* [TASK BRIEF]: Go through the entries below and collect each line with the string "help" in it.

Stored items
/// Metric type as understood by the exposition format.
#[derive(Debug, Clone, Copy, PartialEq, Eq)]
pub enum MetricKind {
    Gauge,
    Counter,
}

impl MetricKind {
    pub fn as_str(&self) -> &'static str {
        match self {
            MetricKind::Gauge => "gauge",
            MetricKind::Counter => "counter",
        }
    }
}

/// One labeled value produced by a collection pass.
#[derive(Debug, Clone, PartialEq)]
pub struct MetricSample {
    pub name: &'static str,
    pub kind: MetricKind,
    pub help: &'static str,
    /// `(label name, label value)` in declaration order.
    pub labels: Vec<(&'static str, String)>,
    pub value: f64,
}

impl MetricSample {
    pub fn label_names(&self) -> Vec<&'static str> {
        self.labels.iter().map(|(name, _)| *name).collect()
    }

    pub fn label_values(&self) -> Vec<&str> {
        self.labels.iter().map(|(_, value)| value.as_str()).collect()
    }

    /// Value of the label called `name`, if the sample carries it.
    pub fn label(&self, name: &str) -> Option<&str> {
        self.labels
            .iter()
            .find(|(n, _)| *n == name)
            .map(|(_, v)| v.as_str())
    }
}
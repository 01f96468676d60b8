use actix_web::{HttpResponse, Responder, web};
use serde::Serialize;
use std::sync::Arc;
use std::time::{Duration, Instant};
use tracing::{error, trace};

use crate::collector::CollectionPipeline;
use crate::source::DataSource;

/// Upper bound on the readiness probe, including the wait for the connection.
const READINESS_TIMEOUT: Duration = Duration::from_secs(5);

// 应用启动时间结构体
#[derive(Clone, Debug)]
pub struct AppStartTime {
    pub start_datetime: chrono::DateTime<chrono::Utc>,
}

impl AppStartTime {
    pub fn now() -> Self {
        Self {
            start_datetime: chrono::Utc::now(),
        }
    }

    pub fn uptime_seconds(&self) -> f64 {
        (chrono::Utc::now() - self.start_datetime)
            .num_milliseconds()
            .max(0) as f64
            / 1000.0
    }
}

#[derive(Debug, Serialize)]
pub struct HealthResponse {
    pub status: String,
    pub database: String,
    #[serde(skip_serializing_if = "Option::is_none")]
    pub error: Option<String>,
    pub uptime_seconds: u64,
    pub response_time_ms: u64,
}

pub struct HealthService;

impl HealthService {
    /// 就绪检查：通过数据源执行一次探测查询
    pub async fn readiness_check(
        pipeline: web::Data<Arc<CollectionPipeline>>,
        app_start_time: web::Data<AppStartTime>,
    ) -> impl Responder {
        let start_time = Instant::now();
        trace!("Received readiness check request");

        let probe = tokio::time::timeout(READINESS_TIMEOUT, pipeline.source().check()).await;
        let (healthy, error) = match probe {
            Ok(Ok(_)) => (true, None),
            Ok(Err(e)) => {
                error!("Readiness check failed: {}", e);
                (false, Some(e.to_string()))
            }
            Err(_) => {
                error!("Readiness check timed out after {:?}", READINESS_TIMEOUT);
                (false, Some("timeout".to_string()))
            }
        };

        let body = HealthResponse {
            status: if healthy { "ready" } else { "unavailable" }.to_string(),
            database: if healthy { "healthy" } else { "unhealthy" }.to_string(),
            error,
            uptime_seconds: app_start_time.uptime_seconds() as u64,
            response_time_ms: start_time.elapsed().as_millis() as u64,
        };

        if healthy {
            HttpResponse::Ok().json(body)
        } else {
            HttpResponse::ServiceUnavailable().json(body)
        }
    }

    // 活跃性检查，进程存活即可
    pub async fn liveness_check() -> impl Responder {
        trace!("Received liveness check request");

        HttpResponse::NoContent().finish()
    }
}

/// Health 路由配置
pub fn health_routes() -> actix_web::Scope {
    web::scope("")
        .route("/ready", web::get().to(HealthService::readiness_check))
        .route("/ready", web::head().to(HealthService::readiness_check))
        .route("/live", web::get().to(HealthService::liveness_check))
        .route("/live", web::head().to(HealthService::liveness_check))
}
//! Prometheus metrics endpoint
//!
//! Every request runs one collection pass and returns its samples, followed
//! by the exporter's own metrics.

use actix_web::{HttpResponse, Responder, web};
use std::sync::Arc;
use tracing::{error, trace};

use super::AppStartTime;
use crate::collector::CollectionPipeline;
use crate::metrics::{CONTENT_TYPE, ExporterMetrics, render};

const INDEX_PAGE: &str = "<html>\
<head><title>HRMS Exporter</title></head>\
<body>\
<h1>HRMS Exporter</h1>\
<p><a href=\"/metrics\">Metrics</a></p>\
</body>\
</html>";

/// Metrics service handler
pub struct MetricsService;

impl MetricsService {
    /// Handle metrics export request
    pub async fn metrics(
        pipeline: web::Data<Arc<CollectionPipeline>>,
        exporter_metrics: web::Data<Arc<ExporterMetrics>>,
        app_start_time: web::Data<AppStartTime>,
    ) -> impl Responder {
        trace!("Received scrape request");
        exporter_metrics
            .uptime_seconds
            .set(app_start_time.uptime_seconds());

        let samples = pipeline.collect().await;

        match render(&samples, exporter_metrics.gather()) {
            Ok(body) => HttpResponse::Ok().content_type(CONTENT_TYPE).body(body),
            Err(e) => {
                error!("Failed to encode metrics: {}", e);
                HttpResponse::InternalServerError()
                    .content_type("text/plain")
                    .body(e.to_string())
            }
        }
    }

    pub async fn index() -> impl Responder {
        HttpResponse::Ok()
            .content_type("text/html; charset=utf-8")
            .body(INDEX_PAGE)
    }
}

/// Metrics 路由配置
pub fn metrics_routes() -> actix_web::Scope {
    web::scope("")
        .route("/metrics", web::get().to(MetricsService::metrics))
        .route("/", web::get().to(MetricsService::index))
}
//! Rendering of collected samples in the Prometheus text format.

use prometheus::proto::MetricFamily;
use prometheus::{CounterVec, Encoder, GaugeVec, Opts, Registry, TextEncoder};
use std::collections::HashSet;
use tracing::warn;

use crate::collector::{MetricKind, MetricSample};
use crate::errors::{ExporterError, Result};

/// Content type of [`encode`]'s output.
pub const CONTENT_TYPE: &str = "text/plain; version=0.0.4; charset=utf-8";

/// Group samples into metric families.
///
/// A throwaway registry is built for every call, so nothing survives between
/// scrapes. Samples sharing a name end up in one family; the first sample of
/// a name fixes its kind, help text and label names. A repeated label set
/// keeps its first value, whatever the kind.
pub fn gather_samples(samples: &[MetricSample]) -> Result<Vec<MetricFamily>> {
    let mut groups: Vec<(&MetricSample, Vec<&MetricSample>)> = Vec::new();
    for sample in samples {
        match groups.iter_mut().find(|(head, _)| head.name == sample.name) {
            Some((_, members)) => members.push(sample),
            None => groups.push((sample, vec![sample])),
        }
    }

    let registry = Registry::new();
    for (head, members) in groups {
        let opts = Opts::new(head.name, head.help);
        let label_names = head.label_names();

        let mut series = Vec::with_capacity(members.len());
        let mut seen = HashSet::new();
        for sample in members {
            check_labels(head, sample)?;
            let values = sample.label_values();
            if seen.insert(values.clone()) {
                series.push((values, sample.value));
            } else {
                warn!(
                    "Dropping duplicate series {}{{{}}}",
                    head.name,
                    values.join(",")
                );
            }
        }

        match head.kind {
            MetricKind::Gauge => {
                let family = GaugeVec::new(opts, &label_names)?;
                for (values, value) in series {
                    family.with_label_values(&values).set(value);
                }
                registry.register(Box::new(family))?;
            }
            MetricKind::Counter => {
                let family = CounterVec::new(opts, &label_names)?;
                for (values, value) in series {
                    // 计数器不能为负
                    family.with_label_values(&values).inc_by(value.max(0.0));
                }
                registry.register(Box::new(family))?;
            }
        }
    }

    Ok(registry.gather())
}

fn check_labels(head: &MetricSample, sample: &MetricSample) -> Result<()> {
    if head.kind != sample.kind {
        return Err(ExporterError::exposition(format!(
            "samples of '{}' disagree on type: {} vs {}",
            head.name,
            head.kind.as_str(),
            sample.kind.as_str()
        )));
    }
    if head.label_names() != sample.label_names() {
        return Err(ExporterError::exposition(format!(
            "samples of '{}' disagree on label names",
            head.name
        )));
    }
    Ok(())
}

/// Encode metric families in the text exposition format.
pub fn encode(families: &[MetricFamily]) -> Result<String> {
    let encoder = TextEncoder::new();
    let mut buffer = Vec::new();
    encoder.encode(families, &mut buffer)?;
    String::from_utf8(buffer)
        .map_err(|e| ExporterError::exposition(format!("metrics output is not valid UTF-8: {}", e)))
}

/// Samples followed by any extra families (the exporter's own metrics).
pub fn render(samples: &[MetricSample], extra: Vec<MetricFamily>) -> Result<String> {
    let mut families = gather_samples(samples)?;
    families.extend(extra);
    encode(&families)
}
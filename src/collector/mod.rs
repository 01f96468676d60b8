//! Collection pipeline
//!
//! Runs the fixed list of monitoring queries on each scrape and translates
//! every result row into typed, labeled samples. The query/metric mapping is
//! a declarative table in [`queries`]; [`CollectionPipeline::collect`] is the
//! only place where a failed pass is turned into the error sentinel.

#[macro_use]
mod macros;
mod pipeline;
pub mod queries;
mod sample;

pub use pipeline::{CollectionPipeline, error_sentinel, translate};
pub use queries::{
    COLLECTION_PLAN, ENDPOINT_PERFORMANCE, EXPORTER_ERROR_METRIC, LabelDef, LabelSource, MetricDef,
    PERFORMANCE_SNAPSHOT, QueryBlock, SECURITY_EVENTS, TENANT_ACTIVITY, TOP_ENDPOINTS,
};
pub use sample::{MetricKind, MetricSample};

* [ANSWER SPACE]:
    pub help: &'static str,
/// a name fixes its kind, help text and label names. A repeated label set
        let opts = Opts::new(head.name, head.help);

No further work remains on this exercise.